Single by Garbage

from the album No Gods No Masters
- Released: March 30, 2021
- Recorded: 2018–2020
- Genre: Alternative Rock; Electronic Rock; Industrial Rock;
- Length: 4:27
- Label: Stunvolume
- Songwriter: Garbage
- Producers: Garbage, Billy Bush

Garbage singles chronology
| "Destroying Angels" (2018) | "The Men Who Rule the World" (2021) | "No Gods No Masters" (2021) |

= The Men Who Rule the World =

"The Men Who Rule the World" is a song by American alternative rock band Garbage. It was released as the lead single from their seventh studio album No Gods No Masters on March 30, 2021, by Stunvolume and BMG.

== Background and composition ==
"The Men Who Rule the World" is an electronic-rock song that opens with a slot-machine sample and features trademark elements of the Garbage sound, such as keyboards, loops, distorted guitars, as well as industrial beats. The song features bass by Justin Meldal-Johnsen.

The song originated from one of the many jams the band created in mid-2018 in Palm Springs. Initially, the song started with a simple synth riff in the verse and the line "the men who ruled the world." The lyrics were completed when vocalist Shirley Manson was recording the second season of her podcast The Jump, interviewing various musicians about a turning point in their careers. Manson was particularly inspired by her interview with George Clinton and his P-Funk Mothership concept, which is based on the idea of creating an alternative reality free of racism and hate. After recording the podcast, she went to the band's recording studio and wrote a song based on a sci-fi Noah's Ark on the jam that the band had been previously working on.

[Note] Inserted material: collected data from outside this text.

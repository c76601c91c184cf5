use crate::error::DiaryError;
use crate::ingest::{utils::header_key, CellValue, RawRow};
use serde::{Deserialize, Serialize};
use std::collections::HashMap;

/// The three attributes every row is resolved into.
#[derive(Clone, Copy, Debug, PartialEq, Eq, Hash, Serialize, Deserialize)]
pub enum CanonicalField {
    CaseNumber,
    Date,
    Purpose,
}

impl CanonicalField {
    pub const ALL: [CanonicalField; 3] = [
        CanonicalField::CaseNumber,
        CanonicalField::Date,
        CanonicalField::Purpose,
    ];

    pub fn as_str(&self) -> &'static str {
        match self {
            CanonicalField::CaseNumber => "case_number",
            CanonicalField::Date => "date",
            CanonicalField::Purpose => "purpose",
        }
    }
}

/// Accepted header spellings per canonical field, in preference order.
#[derive(Debug, Clone, PartialEq, Eq, Serialize, Deserialize)]
#[serde(default)]
pub struct FieldAliases {
    pub case_number: Vec<String>,
    pub date: Vec<String>,
    pub purpose: Vec<String>,
}

impl Default for FieldAliases {
    fn default() -> Self {
        fn owned(list: &[&str]) -> Vec<String> {
            list.iter().map(|s| s.to_string()).collect()
        }
        Self {
            case_number: owned(&["Cases", "Case Number", "Case"]),
            date: owned(&["Next Date", "Date"]),
            purpose: owned(&["Next Purpose", "Purpose"]),
        }
    }
}

impl FieldAliases {
    pub fn for_field(&self, field: CanonicalField) -> &[String] {
        match field {
            CanonicalField::CaseNumber => &self.case_number,
            CanonicalField::Date => &self.date,
            CanonicalField::Purpose => &self.purpose,
        }
    }

    /// Reject alias sets where one header would be claimed by two fields.
    ///
    /// With mutually exclusive aliases the first-hit lookup in
    /// [`resolve_field`] can only ever disagree with a best-hit lookup inside
    /// a single field, never across fields.
    pub fn validate(&self) -> Result<(), DiaryError> {
        let mut owner: HashMap<String, CanonicalField> = HashMap::new();
        for field in CanonicalField::ALL {
            for alias in self.for_field(field) {
                let key = header_key(alias);
                match owner.get(&key).copied() {
                    Some(prev) if prev != field => {
                        return Err(DiaryError::AliasConflict {
                            alias: alias.clone(),
                            first: prev.as_str(),
                            second: field.as_str(),
                        });
                    }
                    _ => {
                        owner.insert(key, field);
                    }
                }
            }
        }
        Ok(())
    }

    /// Value of `field` in `row`, or [`CellValue::Empty`] when no header matches.
    pub fn resolve(&self, row: &RawRow, field: CanonicalField) -> CellValue {
        resolve_field(row, self.for_field(field))
    }

    /// Fields for which no header in `row` matched any alias.
    pub fn unmatched(&self, row: &RawRow) -> Vec<CanonicalField> {
        CanonicalField::ALL
            .into_iter()
            .filter(|f| matching_key(row, self.for_field(*f)).is_none())
            .collect()
    }
}

fn matching_key<'r>(row: &'r RawRow, aliases: &[String]) -> Option<&'r CellValue> {
    let wanted: Vec<String> = aliases.iter().map(|a| header_key(a)).collect();
    row.iter()
        .find(|(key, _)| {
            let key = header_key(key);
            wanted.iter().any(|w| *w == key)
        })
        .map(|(_, value)| value)
}

/// First row key (in the row's own order) whose trimmed, case-insensitive
/// form equals any alias.
pub fn resolve_field(row: &RawRow, aliases: &[String]) -> CellValue {
    matching_key(row, aliases).cloned().unwrap_or_default()
}

#[cfg(test)]
mod tests {
    use super::*;

    fn aliases(list: &[&str]) -> Vec<String> {
        list.iter().map(|s| s.to_string()).collect()
    }

    #[test]
    fn matches_padded_and_mixed_case_headers() {
        let row: RawRow = vec![(" CASE NUMBER  ", "RCS 12/2023"), ("next date", "05-01-2024")]
            .into_iter()
            .collect();
        let map = FieldAliases::default();
        assert_eq!(
            map.resolve(&row, CanonicalField::CaseNumber),
            CellValue::Text("RCS 12/2023".into())
        );
        assert_eq!(
            map.resolve(&row, CanonicalField::Date),
            CellValue::Text("05-01-2024".into())
        );
    }

    #[test]
    fn missing_header_resolves_to_empty() {
        let row: RawRow = vec![("Remarks", "adjourned")].into_iter().collect();
        let map = FieldAliases::default();
        assert_eq!(map.resolve(&row, CanonicalField::Purpose), CellValue::Empty);
        assert_eq!(map.unmatched(&row), CanonicalField::ALL.to_vec());
    }

    #[test]
    fn first_hit_follows_row_order_not_alias_order() {
        // "Case" is listed after "Cases", but the row presents it first
        let row: RawRow = vec![("Case", "A1"), ("Cases", "B2")].into_iter().collect();
        assert_eq!(
            resolve_field(&row, &aliases(&["Cases", "Case"])),
            CellValue::Text("A1".into())
        );
    }

    #[test]
    fn default_aliases_are_mutually_exclusive() {
        assert!(FieldAliases::default().validate().is_ok());
    }

    #[test]
    fn overlapping_aliases_are_rejected() {
        let map = FieldAliases {
            case_number: aliases(&["Case", "Date"]),
            ..FieldAliases::default()
        };
        match map.validate() {
            Err(DiaryError::AliasConflict { alias, first, second }) => {
                assert_eq!(alias, "Date");
                assert_eq!(first, "case_number");
                assert_eq!(second, "date");
            }
            other => panic!("expected alias conflict, got {:?}", other),
        }
    }
}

The song's lyrics revolve around racism, the blind quest of men for social and economical power, environmental abuse, and misogyny. Manson called the song an anti-racist, anti-capitalist and anti-patriarchal statement of intent and explained the song's focus was to question the "one old-man perspective", by not only having more women, but also more "black people [...], more brown people, more indigenous, trans, and non-binary people" in position of power to tackle the complex issues of modern society. Unlike the rest of the tracks, which she usually writes over time, Manson said the lyrics and the melody of "The Men Who Rule the World" came to her "like God, or whatever you consider God, sent [them] down".

The lyrics were also inspired by the movements of South American women for equal rights, legalizing abortion and stopping violence against women. In particular, the lyrics "hate the violator / destroy the violator", were inspired by the movements of Argentinian women, who stood outside the government building "with their fists in the air, screaming [...] "you are the violator, we want to destroy you" kind of thing". Manson said the violator "is anyone who is doing harm, harm to the environment, to other people’s bodies, to animals."

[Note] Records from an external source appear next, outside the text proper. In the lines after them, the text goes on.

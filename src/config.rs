use crate::diary::paginate::LinearHeightPolicy;
use crate::record::{fields::FieldAliases, CaseNumberPolicy};
use crate::stage::Language;
use anyhow::{Context, Result};
use serde::{Deserialize, Serialize};
use std::{fs, path::Path};
use tracing::info;

/// Everything about a diary run that is not per-request.
///
/// Every field has a default, so a YAML file only needs the keys it changes:
///
/// ```yaml
/// aliases:
///   case_number: ["Case No", "Case Number"]
/// case_numbers: strict
/// language: bilingual
/// page:
///   row: 6.5
/// ```
#[derive(Debug, Clone, PartialEq, Default, Serialize, Deserialize)]
#[serde(default)]
pub struct DiaryConfig {
    pub aliases: FieldAliases,
    pub case_numbers: CaseNumberPolicy,
    pub page: LinearHeightPolicy,
    pub language: Language,
}

impl DiaryConfig {
    pub fn from_yaml_str(text: &str) -> Result<Self> {
        let config: DiaryConfig = serde_yaml::from_str(text).context("parsing diary config")?;
        config.aliases.validate()?;
        Ok(config)
    }

    pub fn load<P: AsRef<Path>>(path: P) -> Result<Self> {
        let path = path.as_ref();
        let text = fs::read_to_string(path)
            .with_context(|| format!("reading config {}", path.display()))?;
        let config =
            Self::from_yaml_str(&text).with_context(|| format!("in {}", path.display()))?;
        info!(path = %path.display(), "loaded diary config");
        Ok(config)
    }
}

#[cfg(test)]
mod tests {
    use super::*;
    use crate::error::DiaryError;
    use std::io::Write;
    use tempfile::NamedTempFile;

    #[test]
    fn empty_document_is_the_default() -> Result<()> {
        assert_eq!(DiaryConfig::from_yaml_str("{}")?, DiaryConfig::default());
        Ok(())
    }

    #[test]
    fn partial_overrides_keep_other_defaults() -> Result<()> {
        let yaml = "aliases:\n  case_number: [\"Case No\"]\ncase_numbers: strict\nlanguage: marathi\npage:\n  row: 6.5\n";
        let config = DiaryConfig::from_yaml_str(yaml)?;
        assert_eq!(config.aliases.case_number, vec!["Case No".to_string()]);
        assert_eq!(config.aliases.date, FieldAliases::default().date);
        assert_eq!(config.case_numbers, CaseNumberPolicy::Strict);
        assert_eq!(config.language, Language::Marathi);
        assert_eq!(config.page.row, 6.5);
        assert_eq!(config.page.page_bottom, LinearHeightPolicy::default().page_bottom);
        Ok(())
    }

    #[test]
    fn conflicting_aliases_fail_to_load() -> Result<()> {
        let mut tmp = NamedTempFile::new()?;
        tmp.write_all(b"aliases:\n  purpose: [\"Date\"]\n")?;
        let err = DiaryConfig::load(tmp.path()).unwrap_err();
        assert!(err
            .chain()
            .any(|cause| matches!(cause.downcast_ref::<DiaryError>(), Some(DiaryError::AliasConflict { .. }))));
        Ok(())
    }
}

Drummer Butch Vig suggested the track to be the No Gods No Masters album opener. After some hesitation, Manson agreed reflecting on its potential as "mood setter" for the record and the relevance of its themes, adding "it has a lot of humor in it, and also a lot of outrage. To me, that's the perfect combo."

The single cover is a black and white edit of The Battle of La Hogue painting by Benjamin West.

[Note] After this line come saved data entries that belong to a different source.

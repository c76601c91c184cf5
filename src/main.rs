use anyhow::{Context, Result};
use clap::{ArgGroup, Parser, ValueEnum};
use kharda::{
    config::DiaryConfig,
    ingest,
    report::{
        compile_deferred,
        render::{JsonRenderer, Renderer, TextRenderer},
        CaseType, Compiled, DiaryOptions,
    },
    select::Selection,
};
use std::{
    fs::File,
    io::{self, BufWriter, Write},
    path::PathBuf,
};
use tokio::time::Instant;
use tracing::info;
use tracing_subscriber::{fmt, EnvFilter};

#[derive(Clone, Copy, Debug, ValueEnum)]
enum Board {
    Civil,
    Criminal,
    /// Majority of the selected case numbers.
    Auto,
}

#[derive(Clone, Copy, Debug, ValueEnum)]
enum Format {
    Text,
    Json,
}

#[derive(Parser)]
#[command(
    author,
    version,
    about = "Compile a date-wise hearing diary from spreadsheet exports"
)]
#[command(group(ArgGroup::new("window").required(true).args(["all", "from"])))]
struct Args {
    /// CSV or JSON exports; glob patterns allowed.
    #[arg(short, long = "input", required = true, num_args = 1..)]
    inputs: Vec<String>,
    /// Every record, including rows whose date could not be read.
    #[arg(long)]
    all: bool,
    /// First hearing date, YYYY-MM-DD.
    #[arg(long, requires = "to")]
    from: Option<String>,
    /// Last hearing date, YYYY-MM-DD (inclusive).
    #[arg(long, requires = "from")]
    to: Option<String>,
    #[arg(long, value_enum, default_value_t = Board::Auto)]
    case_type: Board,
    /// Only cases whose number, purpose or date contains this text.
    #[arg(long)]
    search: Option<String>,
    /// YAML diary config.
    #[arg(long)]
    config: Option<PathBuf>,
    #[arg(long, value_enum, default_value_t = Format::Text)]
    format: Format,
    /// Output file; stdout when omitted.
    #[arg(short, long)]
    output: Option<PathBuf>,
}

#[tokio::main]
async fn main() -> Result<()> {
    // ─── 1) init logging ─────────────────────────────────────────────
    let env = EnvFilter::try_from_default_env()
        .unwrap_or_else(|_| EnvFilter::new("info,kharda=info"));
    fmt::Subscriber::builder()
        .with_env_filter(env)
        .with_writer(io::stderr)
        .init();

    let args = Args::parse();

    // ─── 2) configuration ────────────────────────────────────────────
    let config = match &args.config {
        Some(path) => DiaryConfig::load(path)?,
        None => DiaryConfig::default(),
    };
    let selection = match (&args.from, &args.to) {
        (Some(from), Some(to)) => Selection::parse_range(from, to)?,
        _ => Selection::All,
    };
    let mut options = DiaryOptions::new(selection).with_config(config);
    options.case_type = match args.case_type {
        Board::Civil => Some(CaseType::Civil),
        Board::Criminal => Some(CaseType::Criminal),
        Board::Auto => None,
    };
    if let Some(term) = &args.search {
        options = options.with_search(term.clone());
    }

    // ─── 3) load rows ────────────────────────────────────────────────
    let rows = ingest::load_inputs(&args.inputs)?;
    info!(rows = rows.len(), "records loaded");

    // ─── 4) compile off the runtime thread ───────────────────────────
    let start = Instant::now();
    let report = match compile_deferred(rows, options).await? {
        Compiled::Report(report) => report,
        Compiled::NoRecords => {
            println!("No records selected!");
            return Ok(());
        }
    };
    info!(pages = report.pages.len(), elapsed = ?start.elapsed(), "diary compiled");

    // ─── 5) render ───────────────────────────────────────────────────
    let renderer: Box<dyn Renderer> = match args.format {
        Format::Text => Box::new(TextRenderer::default()),
        Format::Json => Box::new(JsonRenderer),
    };
    let mut out: Box<dyn Write> = match &args.output {
        Some(path) => Box::new(BufWriter::new(
            File::create(path).with_context(|| format!("creating {}", path.display()))?,
        )),
        None => Box::new(io::stdout().lock()),
    };
    renderer.render(&report, &mut out)?;
    out.flush()?;

    if let Some(path) = &args.output {
        info!(path = %path.display(), "wrote report");
    }
    Ok(())
}
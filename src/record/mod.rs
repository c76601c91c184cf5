// src/record/mod.rs
pub mod date_parser;
pub mod fields;

use crate::ingest::{CellValue, RawRow};
use crate::report::CaseType;
use crate::stage::{self, StageCategory};
use chrono::NaiveDate;
use fields::{CanonicalField, FieldAliases};
use serde::{Deserialize, Serialize};
use std::collections::HashSet;
use tracing::{debug, warn};

/// What to do with rows whose case number resolves to nothing.
#[derive(Clone, Copy, Debug, Default, PartialEq, Eq, Serialize, Deserialize)]
#[serde(rename_all = "lowercase")]
pub enum CaseNumberPolicy {
    /// Keep the row with an empty case number.
    #[default]
    Lenient,
    /// Drop the row.
    Strict,
}

/// One hearing entry after header reconciliation and date normalization.
#[derive(Debug, Clone, PartialEq, Serialize)]
pub struct CaseRecord {
    pub case_number: String,
    /// The cell exactly as decoded, kept for display when normalization fails.
    pub raw_date: CellValue,
    pub normalized_date: Option<NaiveDate>,
    pub purpose: String,
}

impl CaseRecord {
    /// Resolve the canonical fields of `row` and normalize its date.
    pub fn from_row(row: &RawRow, aliases: &FieldAliases) -> Self {
        let raw_date = aliases.resolve(row, CanonicalField::Date);
        let normalized_date = date_parser::normalize_date(&raw_date);
        if normalized_date.is_none() && !raw_date.is_empty() {
            debug!(raw = %raw_date, "unparseable hearing date");
        }
        Self {
            case_number: aliases.resolve(row, CanonicalField::CaseNumber).to_string(),
            raw_date,
            normalized_date,
            purpose: aliases.resolve(row, CanonicalField::Purpose).to_string(),
        }
    }

    /// Canonical `DD-MM-YYYY`, or the raw cell text when the date is unknown.
    pub fn display_date(&self) -> String {
        match self.normalized_date {
            Some(d) => d.format("%d-%m-%Y").to_string(),
            None => self.raw_date.to_string(),
        }
    }

    pub fn stage(&self) -> StageCategory {
        stage::classify(&self.purpose)
    }

    pub fn case_type(&self) -> CaseType {
        CaseType::detect(&self.case_number)
    }
}

/// Map every row to a [`CaseRecord`].
///
/// Unmatched canonical fields are reported once per batch, not per row.
pub fn map_rows(rows: &[RawRow], aliases: &FieldAliases, policy: CaseNumberPolicy) -> Vec<CaseRecord> {
    let mut reported: HashSet<CanonicalField> = HashSet::new();
    let mut records = Vec::with_capacity(rows.len());
    let mut dropped = 0usize;

    for row in rows {
        for field in aliases.unmatched(row) {
            if reported.insert(field) {
                let headers: Vec<&str> = row.keys().collect();
                warn!(
                    field = field.as_str(),
                    ?headers,
                    "no column matched; defaulting to empty"
                );
            }
        }

        let record = CaseRecord::from_row(row, aliases);
        if policy == CaseNumberPolicy::Strict && record.case_number.is_empty() {
            dropped += 1;
            continue;
        }
        records.push(record);
    }

    if dropped > 0 {
        debug!(dropped, "rows without a case number dropped");
    }
    records
}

== Release and promotion ==
"The Men Who Rule the World" was first teased in a snippet on social media on March 29, 2021. The following day, the digital single and music video were released at the same time as No Gods No Masters was announced. On launch, the track was added to 24 New Music Friday Spotify playlists worldwide.

A live performance of the song was filmed at Mates Rehearsal Studios in North Hollywood on May 19, 2021, for World Cafe. The song was also performed live extensively at the band's 2021 and 2022 tour dates.

In 2022, "The Men Who Rule the World" was remastered and included in the band's third greatest hits compilation Anthology.

== Music video ==
The music video of "The Men Who Rule the World" was directed by Chilean artist Javi Mi Amor and premiered on March 30, 2021, on the Garbage YouTube channel. The video relies heavily on animation realized using the rotoscoping technique and features male figures of power, such as Charles II of England and George II of Great Britain, as well as Donald Trump as the "violator". The video also features animated versions of Manson, inspired by the 1927 sci-fi film Metropolis, and Manson's own dog Veela.

== Reception ==
Barney Townsend praised the track as "a forceful protest song and a clear statement of intent from a band that still believes in the power of dissent" while Andrew Trendell from NME described it as "bold and industrial" and Cat Woods from The Sidney Morning Herald as "a distorted, gothic slice of stomping electro-rock." Robin Murray of Clash called the track "a powerful and timely document".